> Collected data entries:
use sea_orm::entity::prelude::*;

use crate::sea_orm_active_enums::{OfferProposer, OfferStatus};

#[derive(Clone, Debug, PartialEq, Eq, DeriveEntityModel)]
#[sea_orm(table_name = "negotiation_offer")]
pub struct Model {
    #[sea_orm(primary_key)]
    pub id: i32,
    pub negotiation_id: i32,
    /// Offer this one counters, `None` for the opening offer.
    pub previous_offer_id: Option<i32>,
    pub proposer: OfferProposer,
    pub price: Decimal,
    pub message: Option<String>,
    pub status: OfferStatus,
    pub expires_at: DateTimeUtc,
    pub responded_at: Option<DateTimeUtc>,
    pub response_message: Option<String>,
    pub auto_accepted: bool,
    pub created_at: DateTimeUtc,
}

#[derive(Copy, Clone, Debug, EnumIter, DeriveRelation)]
pub enum Relation {
    #[sea_orm(
        belongs_to = "super::price_negotiation::Entity",
        from = "Column::NegotiationId",
        to = "super::price_negotiation::Column::Id",
        on_update = "Cascade",
        on_delete = "Cascade"
    )]
    PriceNegotiation,
    #[sea_orm(
        belongs_to = "Entity",
        from = "Column::PreviousOfferId",
        to = "Column::Id",
        on_update = "NoAction",
        on_delete = "SetNull"
    )]
    PreviousOffer,
}

impl Related<super::price_negotiation::Entity> for Entity {
    fn to() -> RelationDef {
        Relation::PriceNegotiation.def()
    }
}

impl ActiveModelBehavior for ActiveModel {}
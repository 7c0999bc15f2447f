//! JWT issuance and validation.

use chrono::{Duration, Utc};
use entity::sea_orm_active_enums::UserRole;
use jsonwebtoken::{decode, encode, Algorithm, DecodingKey, EncodingKey, Header, Validation};
use serde::{Deserialize, Serialize};

use crate::server::{
    config::Config,
    error::{auth::AuthError, AppError},
};

/// Distinguishes short-lived access tokens from refresh tokens.
#[derive(Debug, Clone, Copy, PartialEq, Eq, Serialize, Deserialize)]
#[serde(rename_all = "lowercase")]
pub enum TokenKind {
    Access,
    Refresh,
}

/// Claims carried by every token.
#[derive(Debug, Clone, PartialEq, Serialize, Deserialize)]
pub struct Claims {
    /// User ID as a string
    pub sub: String,
    pub role: UserRole,
    pub kind: TokenKind,
    pub iat: i64,
    pub exp: i64,
}

impl Claims {
    pub fn user_id(&self) -> Result<i32, AuthError> {
        self.sub.parse().map_err(|_| AuthError::InvalidToken)
    }
}

/// Signs and verifies HS256 tokens with the configured secret.
#[derive(Clone)]
pub struct TokenService {
    encoding: EncodingKey,
    decoding: DecodingKey,
    access_ttl: Duration,
    refresh_ttl: Duration,
}

impl TokenService {
    pub fn new(config: &Config) -> Self {
        Self::with_secret(
            &config.jwt_secret_key,
            Duration::minutes(config.access_token_expire_minutes),
            Duration::days(config.refresh_token_expire_days),
        )
    }

    pub fn with_secret(secret: &str, access_ttl: Duration, refresh_ttl: Duration) -> Self {
        Self {
            encoding: EncodingKey::from_secret(secret.as_bytes()),
            decoding: DecodingKey::from_secret(secret.as_bytes()),
            access_ttl,
            refresh_ttl,
        }
    }

    /// Lifetime of access tokens in seconds, reported to clients as `expires_in`.
    pub fn access_ttl_seconds(&self) -> i64 {
        self.access_ttl.num_seconds()
    }

    /// Signs a token for a user.
    ///
    /// # Arguments
    /// - `user_id` - Subject of the token
    /// - `role` - Role at issue time, informational for clients
    /// - `kind` - Access or refresh
    ///
    /// # Returns
    /// - `Ok(String)` - Encoded JWT
    /// - `Err(AppError::InternalError)` - Signing failed
    pub fn issue(&self, user_id: i32, role: UserRole, kind: TokenKind) -> Result<String, AppError> {
        let now = Utc::now();
        let ttl = match kind {
            TokenKind::Access => self.access_ttl,
            TokenKind::Refresh => self.refresh_ttl,
        };
        let claims = Claims {
            sub: user_id.to_string(),
            role,
            kind,
            iat: now.timestamp(),
            exp: (now + ttl).timestamp(),
        };

        encode(&Header::new(Algorithm::HS256), &claims, &self.encoding)
            .map_err(|e| AppError::InternalError(format!("Failed to sign token: {}", e)))
    }

    /// Validates a token's signature, expiry, and kind.
    ///
    /// # Returns
    /// - `Ok(Claims)` - Token is valid and of the expected kind
    /// - `Err(AuthError::InvalidToken)` - Bad signature, expired, or wrong kind
    pub fn verify(&self, token: &str, expected: TokenKind) -> Result<Claims, AuthError> {
        let data = decode::<Claims>(token, &self.decoding, &Validation::new(Algorithm::HS256))
            .map_err(|e| {
                tracing::debug!("Token rejected: {}", e);
                AuthError::InvalidToken
            })?;

        if data.claims.kind != expected {
            return Err(AuthError::InvalidToken);
        }

        Ok(data.claims)
    }
}

#[cfg(test)]
mod tests {
    use super::*;

    fn service() -> TokenService {
        TokenService::with_secret("test-secret", Duration::minutes(30), Duration::days(7))
    }

    /// Expected: an issued access token verifies and carries the user ID
    #[test]
    fn access_token_verifies() {
        let tokens = service();
        let token = tokens.issue(42, UserRole::Driver, TokenKind::Access).unwrap();

        let claims = tokens.verify(&token, TokenKind::Access).unwrap();

        assert_eq!(claims.user_id().unwrap(), 42);
        assert_eq!(claims.role, UserRole::Driver);
    }

    /// Expected: a refresh token is not accepted where an access token is required
    #[test]
    fn rejects_wrong_kind() {
        let tokens = service();
        let token = tokens.issue(1, UserRole::Passenger, TokenKind::Refresh).unwrap();

        assert!(matches!(
            tokens.verify(&token, TokenKind::Access),
            Err(AuthError::InvalidToken)
        ));
    }

    /// Expected: tokens signed with another secret are rejected
    #[test]
    fn rejects_foreign_signature() {
        let other = TokenService::with_secret("other", Duration::minutes(30), Duration::days(7));
        let token = other.issue(1, UserRole::Passenger, TokenKind::Access).unwrap();

        assert!(service().verify(&token, TokenKind::Access).is_err());
    }

    /// Expected: expired tokens are rejected
    #[test]
    fn rejects_expired_token() {
        let tokens =
            TokenService::with_secret("test-secret", Duration::minutes(-10), Duration::days(7));
        let token = tokens.issue(1, UserRole::Passenger, TokenKind::Access).unwrap();

        assert!(tokens.verify(&token, TokenKind::Access).is_err());
    }
}
use sea_orm::entity::prelude::*;

use crate::sea_orm_active_enums::EmergencyType;

#[derive(Clone, Debug, PartialEq, Eq, DeriveEntityModel)]
#[sea_orm(table_name = "emergency_alert")]
pub struct Model {
    #[sea_orm(primary_key)]
    pub id: i32,
    pub user_id: i32,
    pub trip_id: Option<i32>,
    pub emergency_type: EmergencyType,
    pub description: Option<String>,
    pub location_lat: Option<Decimal>,
    pub location_lng: Option<Decimal>,
    pub location_address: Option<String>,
    pub is_resolved: bool,
    pub resolved_at: Option<DateTimeUtc>,
    pub resolved_by: Option<i32>,
    pub resolution_note: Option<String>,
    /// Number of emergency contacts an SMS was queued for.
    pub contacts_notified: i32,
    pub created_at: DateTimeUtc,
}

#[derive(Copy, Clone, Debug, EnumIter, DeriveRelation)]
pub enum Relation {
    #[sea_orm(
        belongs_to = "super::user::Entity",
        from = "Column::UserId",
        to = "super::user::Column::Id",
        on_update = "Cascade",
        on_delete = "Cascade"
    )]
    User,
    #[sea_orm(
        belongs_to = "super::trip::Entity",
        from = "Column::TripId",
        to = "super::trip::Column::Id",
        on_update = "Cascade",
        on_delete = "SetNull"
    )]
    Trip,
}

impl Related<super::user::Entity> for Entity {
    fn to() -> RelationDef {
        Relation::User.def()
    }
}

impl Related<super::trip::Entity> for Entity {
    fn to() -> RelationDef {
        Relation::Trip.def()
    }
}

impl ActiveModelBehavior for ActiveModel {}
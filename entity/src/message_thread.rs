use sea_orm::entity::prelude::*;

#[derive(Clone, Debug, PartialEq, Eq, DeriveEntityModel)]
#[sea_orm(table_name = "message_thread")]
pub struct Model {
    #[sea_orm(primary_key)]
    pub id: i32,
    /// Set for the group conversation of a trip; at most one thread per trip.
    #[sea_orm(unique)]
    pub trip_id: Option<i32>,
    pub subject: Option<String>,
    pub last_message_at: Option<DateTimeUtc>,
    pub created_at: DateTimeUtc,
}

#[derive(Copy, Clone, Debug, EnumIter, DeriveRelation)]
pub enum Relation {
    #[sea_orm(
        belongs_to = "super::trip::Entity",
        from = "Column::TripId",
        to = "super::trip::Column::Id",
        on_update = "Cascade",
        on_delete = "SetNull"
    )]
    Trip,
    #[sea_orm(has_many = "super::thread_participant::Entity")]
    ThreadParticipant,
    #[sea_orm(has_many = "super::message::Entity")]
    Message,
}

impl Related<super::trip::Entity> for Entity {
    fn to() -> RelationDef {
        Relation::Trip.def()
    }
}

impl Related<super::thread_participant::Entity> for Entity {
    fn to() -> RelationDef {
        Relation::ThreadParticipant.def()
    }
}

impl Related<super::message::Entity> for Entity {
    fn to() -> RelationDef {
        Relation::Message.def()
    }
}

impl ActiveModelBehavior for ActiveModel {}
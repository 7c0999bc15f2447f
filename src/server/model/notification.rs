//! Notification domain models.
//!
//! A `NotificationEvent` describes something that happened. The fan-out service turns one
//! event into one `Notification` row per recipient, each already bound to a delivery
//! channel.

use chrono::{DateTime, Utc};
use entity::sea_orm_active_enums::{DeliveryChannel, NotificationStatus};

use crate::model::notification::{NotificationDto, NotificationPageDto};

/// Event tags stored in the `kind` column.
#[derive(Debug, Clone, Copy, PartialEq, Eq)]
pub enum NotificationKind {
    BookingCreated,
    BookingCancelled,
    NegotiationOffer,
    NegotiationCounter,
    NegotiationAccepted,
    NegotiationRejected,
    NegotiationCancelled,
    NegotiationExpired,
    TripStarted,
    TripCompleted,
    TripCancelled,
    TripReminder,
    NewMessage,
    EmergencyAlert,
    EmergencyResolved,
    DriverApproved,
    DriverRejected,
    CarApproved,
    CarRejected,
    Broadcast,
}

impl NotificationKind {
    pub fn as_str(&self) -> &'static str {
        match self {
            Self::BookingCreated => "booking_created",
            Self::BookingCancelled => "booking_cancelled",
            Self::NegotiationOffer => "negotiation_offer",
            Self::NegotiationCounter => "negotiation_counter",
            Self::NegotiationAccepted => "negotiation_accepted",
            Self::NegotiationRejected => "negotiation_rejected",
            Self::NegotiationCancelled => "negotiation_cancelled",
            Self::NegotiationExpired => "negotiation_expired",
            Self::TripStarted => "trip_started",
            Self::TripCompleted => "trip_completed",
            Self::TripCancelled => "trip_cancelled",
            Self::TripReminder => "trip_reminder",
            Self::NewMessage => "new_message",
            Self::EmergencyAlert => "emergency_alert",
            Self::EmergencyResolved => "emergency_resolved",
            Self::DriverApproved => "driver_approved",
            Self::DriverRejected => "driver_rejected",
            Self::CarApproved => "car_approved",
            Self::CarRejected => "car_rejected",
            Self::Broadcast => "broadcast",
        }
    }
}

/// Something that happened and should be told to one or more users.
#[derive(Debug, Clone)]
pub struct NotificationEvent {
    pub kind: NotificationKind,
    /// Short headline, truncated to 200 characters on insert
    pub title: String,
    pub content: String,
    /// Structured payload for clients, e.g. `{"trip_id": 4}`
    pub data: Option<serde_json::Value>,
}

impl NotificationEvent {
    pub fn new(kind: NotificationKind, title: impl Into<String>, content: impl Into<String>) -> Self {
        Self {
            kind,
            title: title.into(),
            content: content.into(),
            data: None,
        }
    }

    pub fn with_data(mut self, data: serde_json::Value) -> Self {
        self.data = Some(data);
        self
    }
}

/// A stored notification bound to one user and one channel.
#[derive(Debug, Clone, PartialEq)]
pub struct Notification {
    pub id: i32,
    pub user_id: i32,
    pub channel: DeliveryChannel,
    pub status: NotificationStatus,
    pub kind: String,
    pub title: String,
    pub content: String,
    pub data: Option<serde_json::Value>,
    /// SMS destination override for recipients without an account
    pub phone_number: Option<String>,
    pub is_read: bool,
    pub attempts: i32,
    pub last_error: Option<String>,
    pub scheduled_at: DateTime<Utc>,
    pub sent_at: Option<DateTime<Utc>>,
    pub read_at: Option<DateTime<Utc>>,
    pub created_at: DateTime<Utc>,
}

impl Notification {
    pub fn from_entity(entity: entity::notification::Model) -> Self {
        Self {
            id: entity.id,
            user_id: entity.user_id,
            channel: entity.channel,
            status: entity.status,
            kind: entity.kind,
            title: entity.title,
            content: entity.content,
            data: entity.data,
            phone_number: entity.phone_number,
            is_read: entity.is_read,
            attempts: entity.attempts,
            last_error: entity.last_error,
            scheduled_at: entity.scheduled_at,
            sent_at: entity.sent_at,
            read_at: entity.read_at,
            created_at: entity.created_at,
        }
    }

    pub fn into_dto(self) -> NotificationDto {
        NotificationDto {
            id: self.id,
            kind: self.kind,
            channel: self.channel,
            status: self.status,
            title: self.title,
            content: self.content,
            data: self.data,
            is_read: self.is_read,
            created_at: self.created_at,
            read_at: self.read_at,
        }
    }
}

#[derive(Debug, Clone)]
pub struct PaginatedNotifications {
    pub notifications: Vec<Notification>,
    pub total: u64,
    pub page: u64,
    pub per_page: u64,
    pub total_pages: u64,
}

impl PaginatedNotifications {
    pub fn into_dto(self) -> NotificationPageDto {
        NotificationPageDto {
            notifications: self
                .notifications
                .into_iter()
                .map(Notification::into_dto)
                .collect(),
            total: self.total,
            page: self.page,
            per_page: self.per_page,
            total_pages: self.total_pages,
        }
    }
}

/// Column values for inserting a notification row.
#[derive(Debug, Clone)]
pub struct NewNotification {
    pub user_id: i32,
    pub channel: DeliveryChannel,
    pub status: NotificationStatus,
    pub kind: &'static str,
    pub title: String,
    pub content: String,
    pub data: Option<serde_json::Value>,
    pub phone_number: Option<String>,
    pub scheduled_at: DateTime<Utc>,
}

> Your objective: Set down the lines above as they stand, starting with the first line and ending with the line that contains "issuance and validation.".

> Result:
use sea_orm::entity::prelude::*;

use crate::sea_orm_active_enums::{OfferProposer, OfferStatus};

#[derive(Clone, Debug, PartialEq, Eq, DeriveEntityModel)]
#[sea_orm(table_name = "negotiation_offer")]
pub struct Model {
    #[sea_orm(primary_key)]
    pub id: i32,
    pub negotiation_id: i32,
    /// Offer this one counters, `None` for the opening offer.
    pub previous_offer_id: Option<i32>,
    pub proposer: OfferProposer,
    pub price: Decimal,
    pub message: Option<String>,
    pub status: OfferStatus,
    pub expires_at: DateTimeUtc,
    pub responded_at: Option<DateTimeUtc>,
    pub response_message: Option<String>,
    pub auto_accepted: bool,
    pub created_at: DateTimeUtc,
}

#[derive(Copy, Clone, Debug, EnumIter, DeriveRelation)]
pub enum Relation {
    #[sea_orm(
        belongs_to = "super::price_negotiation::Entity",
        from = "Column::NegotiationId",
        to = "super::price_negotiation::Column::Id",
        on_update = "Cascade",
        on_delete = "Cascade"
    )]
    PriceNegotiation,
    #[sea_orm(
        belongs_to = "Entity",
        from = "Column::PreviousOfferId",
        to = "Column::Id",
        on_update = "NoAction",
        on_delete = "SetNull"
    )]
    PreviousOffer,
}

impl Related<super::price_negotiation::Entity> for Entity {
    fn to() -> RelationDef {
        Relation::PriceNegotiation.def()
    }
}

impl ActiveModelBehavior for ActiveModel {}
repository 7c0999bc15f2447f
//! JWT issuance and validation.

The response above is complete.